◆ **WHAT THE TASK ASKS**: Transcribe the records below exactly, from their first line through the line containing "const MIN_DATASTREAM_LEN: usize = 25 + 18;". Omit every line after it.

◆ **Stored data entries**:
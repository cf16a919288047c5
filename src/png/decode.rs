//! PNG decoder.
//!
//! Every byte consumed goes through a [`ReadHook`], so the caller gets the
//! input measurements and status flags along with the image. Errors found
//! after the header (and palette) are known become warnings: the rows decoded
//! so far are kept and the rest stay zero-filled.

use std::fmt;
use std::io::Read;

use flate2::read::ZlibDecoder;
use log::debug;

use super::chunk::{chunk_crc, ChunkType};
use super::filter::unfilter_row;
use super::interlace::{merge_pass_row, ADAM7};
use super::{ColorType, Ihdr, PNG_SIGNATURE, PNG_UINT_31_MAX};
use crate::error::{Error, ErrorKind, Result};
use crate::image::{Background, ChunkLocation, Image, SignificantBits, Transparency, UnknownChunk};
use crate::status::RunStatus;
use crate::stream::{ChunkAction, InputSizes, IoLocation, ReadHook};

const MNG_SIGNATURE: [u8; 8] = [0x8A, b'M', b'N', b'G', 0x0D, 0x0A, 0x1A, 0x0A];
const JNG_SIGNATURE: [u8; 8] = [0x8B, b'J', b'N', b'G', 0x0D, 0x0A, 0x1A, 0x0A];
const IHDR_PREFIX: [u8; 8] = [0, 0, 0, 13, b'I', b'H', b'D', b'R'];

/// Smallest datastream worth trying: IHDR (12+13) plus a tiny IDAT (12+6).
const MIN_DATASTREAM_LEN: usize = 25 + 18;

/// Format an input was recognized as.
#[derive(Debug, Clone, Copy, PartialEq, Eq)]
pub enum InputFormat {
    /// A PNG file.
    Png,
    /// A PNG datastream without signature.
    PngDatastream,
    /// An animated PNG file.
    Apng,
    /// An animated PNG datastream without signature.
    ApngDatastream,
    /// A portable anymap.
    Pnm,
}

impl fmt::Display for InputFormat {
    fn fmt(&self, f: &mut fmt::Formatter<'_>) -> fmt::Result {
        f.write_str(match self {
            InputFormat::Png => "PNG",
            InputFormat::PngDatastream => "PNG datastream",
            InputFormat::Apng => "APNG",
            InputFormat::ApngDatastream => "APNG datastream",
            InputFormat::Pnm => "PNM",
        })
    }
}

/// Result of reading an input image.
#[derive(Debug)]
pub struct Decoded {
    /// The image.
    pub image: Image,
    /// Flags discovered while reading.
    pub status: RunStatus,
    /// Input measurements.
    pub sizes: InputSizes,
    /// Recognized format.
    pub format: InputFormat,
    /// Recoverable problems, in the order found.
    pub warnings: Vec<String>,
}

/// Check whether `data` holds a PNG datastream, with or without signature.
///
/// Fails for inputs that look like damaged PNG or like MNG/JNG.
pub fn is_png(data: &[u8]) -> Result<bool> {
    if data.len() <= MIN_DATASTREAM_LEN {
        return Ok(false);
    }
    let has_signature = data[..8] == PNG_SIGNATURE;
    let start = if has_signature { 8 } else { 0 };
    if data[start..start + 8] == IHDR_PREFIX {
        return Ok(true);
    }
    if data[..4] == PNG_SIGNATURE[..4] && matches!(data[4], b'\n' | b'\r') {
        return Err(Error::TextConversionCorruption);
    }
    if data[..8] == MNG_SIGNATURE || data[..8] == JNG_SIGNATURE {
        return Err(Error::UnsupportedMng);
    }
    Ok(false)
}

/// Byte source that reports every tagged read to the hook.
struct Reader<'d> {
    data: &'d [u8],
    pos: usize,
    hook: ReadHook,
}

impl<'d> Reader<'d> {
    fn take(&mut self, location: IoLocation, len: usize) -> Result<&'d [u8]> {
        let end = self
            .pos
            .checked_add(len)
            .filter(|&end| end <= self.data.len())
            .ok_or_else(|| Error::malformed("Unexpected end of file"))?;
        let piece = &self.data[self.pos..end];
        self.hook.on_read(self.pos as u64, location, piece)?;
        self.pos = end;
        Ok(piece)
    }
}

/// Decode a PNG datastream starting at offset 0 of `data`.
///
/// `snip` drops APNG chunks instead of keeping them.
pub fn decode_png(data: &[u8], snip: bool) -> Result<Decoded> {
    let mut reader = Reader {
        data,
        pos: 0,
        hook: ReadHook::new(snip),
    };
    let mut image = Image::default();
    let mut idat = Vec::new();

    let chunks = read_chunks(&mut reader, &mut image, &mut idat);
    let complete = chunks.is_ok();
    salvage(chunks, &image, &mut reader.hook)?;
    if complete && reader.pos < data.len() {
        reader.hook.junk("Extraneous data found after IEND");
    }

    if image.rows.is_empty() && !image.allocate_rows() {
        return Err(Error::malformed("Missing IHDR"));
    }
    let ihdr = *image.ihdr()?;
    let pixels = decode_image_data(&ihdr, &idat, &mut image.rows, &mut reader.hook);
    salvage(pixels, &image, &mut reader.hook)?;

    let (status, sizes, warnings) = reader.hook.finish();
    let signed = status.contains(RunStatus::HAS_PNG_SIGNATURE);
    let animated = status.contains(RunStatus::IS_PNG_FILE | RunStatus::HAS_MULTIPLE_IMAGES);
    let format = match (animated, signed) {
        (true, true) => InputFormat::Apng,
        (true, false) => InputFormat::ApngDatastream,
        (false, true) => InputFormat::Png,
        (false, false) => InputFormat::PngDatastream,
    };
    debug!("decoded {format}: {status:?}, {} IDAT bytes", sizes.idat_size);
    Ok(Decoded {
        image,
        status,
        sizes,
        format,
        warnings,
    })
}

/// Downgrade a format error to a warning once the image can be salvaged.
fn salvage(result: Result<()>, image: &Image, hook: &mut ReadHook) -> Result<()> {
    match result {
        Err(err) if err.kind() == ErrorKind::Format && image.has_critical_info() => {
            hook.warn(err.to_string());
            Ok(())
        }
        other => other,
    }
}

fn read_chunks(reader: &mut Reader<'_>, image: &mut Image, idat: &mut Vec<u8>) -> Result<()> {
    if reader.data.len() >= 8 && reader.data[..8] == PNG_SIGNATURE {
        reader.take(IoLocation::Signature, 8)?;
    }

    let mut seen_idat = false;
    let mut idat_done = false;
    loop {
        let header = reader.take(IoLocation::ChunkHeader, 8)?;
        let length = u32::from_be_bytes([header[0], header[1], header[2], header[3]]);
        let chunk_type = ChunkType([header[4], header[5], header[6], header[7]]);
        if length > PNG_UINT_31_MAX {
            return Err(Error::malformed("PNG unsigned integer out of range"));
        }
        if !chunk_type.is_well_formed() {
            return Err(Error::malformed(format!("{chunk_type}: invalid chunk type")));
        }
        if image.header.is_none() && chunk_type != ChunkType::IHDR {
            return Err(Error::malformed("Missing IHDR before other chunks"));
        }

        let action = reader.hook.on_chunk_header(length, chunk_type, image)?;
        let payload: &[u8] = if length > 0 {
            reader.take(IoLocation::ChunkData, length as usize)?
        } else {
            &[]
        };
        let crc = reader.take(IoLocation::ChunkCrc, 4)?;
        if u32::from_be_bytes([crc[0], crc[1], crc[2], crc[3]]) != chunk_crc(chunk_type, payload) {
            if chunk_type.is_critical() {
                return Err(Error::malformed(format!("{chunk_type}: CRC error")));
            }
            reader.hook.warn(format!("{chunk_type}: CRC error"));
            continue;
        }

        if seen_idat && chunk_type != ChunkType::IDAT {
            idat_done = true;
        }
        match action {
            ChunkAction::Discard => continue,
            ChunkAction::Keep => {
                let location = if seen_idat {
                    ChunkLocation::AfterIdat
                } else if image.palette.is_some() {
                    ChunkLocation::BeforeIdat
                } else {
                    ChunkLocation::BeforePlte
                };
                image.unknown_chunks.push(UnknownChunk {
                    chunk_type,
                    data: payload.to_vec(),
                    location,
                });
                continue;
            }
            ChunkAction::Decode => {}
        }

        match chunk_type {
            ChunkType::IHDR => {
                if image.header.is_some() {
                    return Err(Error::malformed("Out of place IHDR"));
                }
                image.header = Some(Ihdr::parse(payload)?);
            }
            ChunkType::PLTE => read_palette(image, payload, seen_idat, &mut reader.hook)?,
            ChunkType::IDAT => {
                if idat_done {
                    return Err(Error::malformed("Too many IDATs found"));
                }
                if image.is_palette() && image.palette.is_none() {
                    return Err(Error::malformed("Missing PLTE before IDAT"));
                }
                seen_idat = true;
                idat.extend_from_slice(payload);
            }
            ChunkType::IEND => {
                if !seen_idat {
                    return Err(Error::malformed("Missing IDAT"));
                }
                return Ok(());
            }
            ChunkType::TRNS | ChunkType::BKGD | ChunkType::HIST | ChunkType::SBIT => {
                if let Err(err) = read_ancillary(image, chunk_type, payload) {
                    reader.hook.warn(err.to_string());
                }
            }
            other => {
                return Err(Error::malformed(format!("{other}: unknown critical chunk")));
            }
        }
    }
}

fn read_palette(image: &mut Image, payload: &[u8], seen_idat: bool, hook: &mut ReadHook) -> Result<()> {
    let color_type = image.ihdr()?.color_type;
    if seen_idat {
        return Err(Error::malformed("Invalid PLTE after IDAT"));
    }
    if image.palette.is_some() {
        return Err(Error::malformed("Duplicate PLTE chunk"));
    }
    let valid = !payload.is_empty() && payload.len() % 3 == 0 && payload.len() <= 3 * 256;
    match color_type {
        ColorType::Palette if !valid => Err(Error::malformed("Invalid palette length")),
        ColorType::Gray | ColorType::GrayAlpha => {
            hook.warn("Ignoring PLTE chunk in grayscale PNG");
            Ok(())
        }
        _ if !valid => {
            hook.warn("Invalid palette length");
            Ok(())
        }
        _ => {
            image.palette = Some(payload.chunks_exact(3).map(|c| [c[0], c[1], c[2]]).collect());
            Ok(())
        }
    }
}

fn read_ancillary(image: &mut Image, chunk_type: ChunkType, payload: &[u8]) -> Result<()> {
    let color_type = image.ihdr()?.color_type;
    match chunk_type {
        ChunkType::TRNS => {
            if color_type.has_alpha() {
                return Err(Error::malformed("tRNS: invalid with alpha channel"));
            }
            let transparency = Transparency::from_chunk(color_type, payload)?;
            if let (Transparency::Palette(alpha), Some(palette)) = (&transparency, &image.palette) {
                if alpha.len() > palette.len() {
                    return Err(Error::malformed("tRNS: invalid length"));
                }
            }
            image.transparency = Some(transparency);
        }
        ChunkType::BKGD => image.background = Some(Background::from_chunk(color_type, payload)?),
        ChunkType::SBIT => {
            image.significant_bits = Some(SignificantBits::from_chunk(color_type, payload)?)
        }
        ChunkType::HIST => {
            let entries = image.palette.as_ref().map_or(0, Vec::len);
            if entries == 0 || payload.len() != 2 * entries {
                return Err(Error::malformed("hIST: invalid length"));
            }
            image.histogram = Some(
                payload
                    .chunks_exact(2)
                    .map(|c| u16::from_be_bytes([c[0], c[1]]))
                    .collect(),
            );
        }
        _ => {}
    }
    Ok(())
}

fn inflate_err(err: std::io::Error) -> Error {
    if err.kind() == std::io::ErrorKind::UnexpectedEof {
        Error::malformed("Not enough image data")
    } else {
        Error::malformed(format!("Decompression error: {err}"))
    }
}

/// Inflate, unfilter and deinterlace the IDAT stream into `rows`.
fn decode_image_data(ihdr: &Ihdr, idat: &[u8], rows: &mut [Vec<u8>], hook: &mut ReadHook) -> Result<()> {
    let mut inflater = ZlibDecoder::new(idat);
    let bpp = ihdr.filter_bpp();
    let mut line = vec![0u8; ihdr.row_bytes() + 1];
    let mut prev = vec![0u8; ihdr.row_bytes()];

    if ihdr.is_interlaced() {
        for pass in &ADAM7 {
            let (pw, ph) = pass.dimensions(ihdr.width, ihdr.height);
            if pw == 0 || ph == 0 {
                continue;
            }
            let len = ihdr.row_bytes_for(pw);
            prev[..len].fill(0);
            for py in 0..ph {
                let line = &mut line[..len + 1];
                inflater.read_exact(line).map_err(inflate_err)?;
                let (filter, row) = line.split_at_mut(1);
                unfilter_row(filter[0], row, &prev[..len], bpp)?;
                merge_pass_row(ihdr, rows, pass, py, row);
                prev[..len].copy_from_slice(row);
            }
        }
    } else {
        for row in rows.iter_mut() {
            inflater.read_exact(&mut line).map_err(inflate_err)?;
            let (filter, data) = line.split_at_mut(1);
            unfilter_row(filter[0], data, &prev, bpp)?;
            row.copy_from_slice(data);
            prev.copy_from_slice(data);
        }
    }

    let mut extra = [0u8; 1];
    if matches!(inflater.read(&mut extra), Ok(n) if n > 0) {
        hook.warn("Extra compressed data");
    }
    Ok(())
}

◆ **ANSWER TO THE EXERCISE**:
repository cf16a919288047c5
filename src/png/decode.rs
//! PNG decoder.
//!
//! Every byte consumed goes through a [`ReadHook`], so the caller gets the
//! input measurements and status flags along with the image. Errors found
//! after the header (and palette) are known become warnings: the rows decoded
//! so far are kept and the rest stay zero-filled.

use std::fmt;
use std::io::Read;

use flate2::read::ZlibDecoder;
use log::debug;

use super::chunk::{chunk_crc, ChunkType};
use super::filter::unfilter_row;
use super::interlace::{merge_pass_row, ADAM7};
use super::{ColorType, Ihdr, PNG_SIGNATURE, PNG_UINT_31_MAX};
use crate::error::{Error, ErrorKind, Result};
use crate::image::{Background, ChunkLocation, Image, SignificantBits, Transparency, UnknownChunk};
use crate::status::RunStatus;
use crate::stream::{ChunkAction, InputSizes, IoLocation, ReadHook};

const MNG_SIGNATURE: [u8; 8] = [0x8A, b'M', b'N', b'G', 0x0D, 0x0A, 0x1A, 0x0A];
const JNG_SIGNATURE: [u8; 8] = [0x8B, b'J', b'N', b'G', 0x0D, 0x0A, 0x1A, 0x0A];
const IHDR_PREFIX: [u8; 8] = [0, 0, 0, 13, b'I', b'H', b'D', b'R'];

/// Smallest datastream worth trying: IHDR (12+13) plus a tiny IDAT (12+6).
const MIN_DATASTREAM_LEN: usize = 25 + 18;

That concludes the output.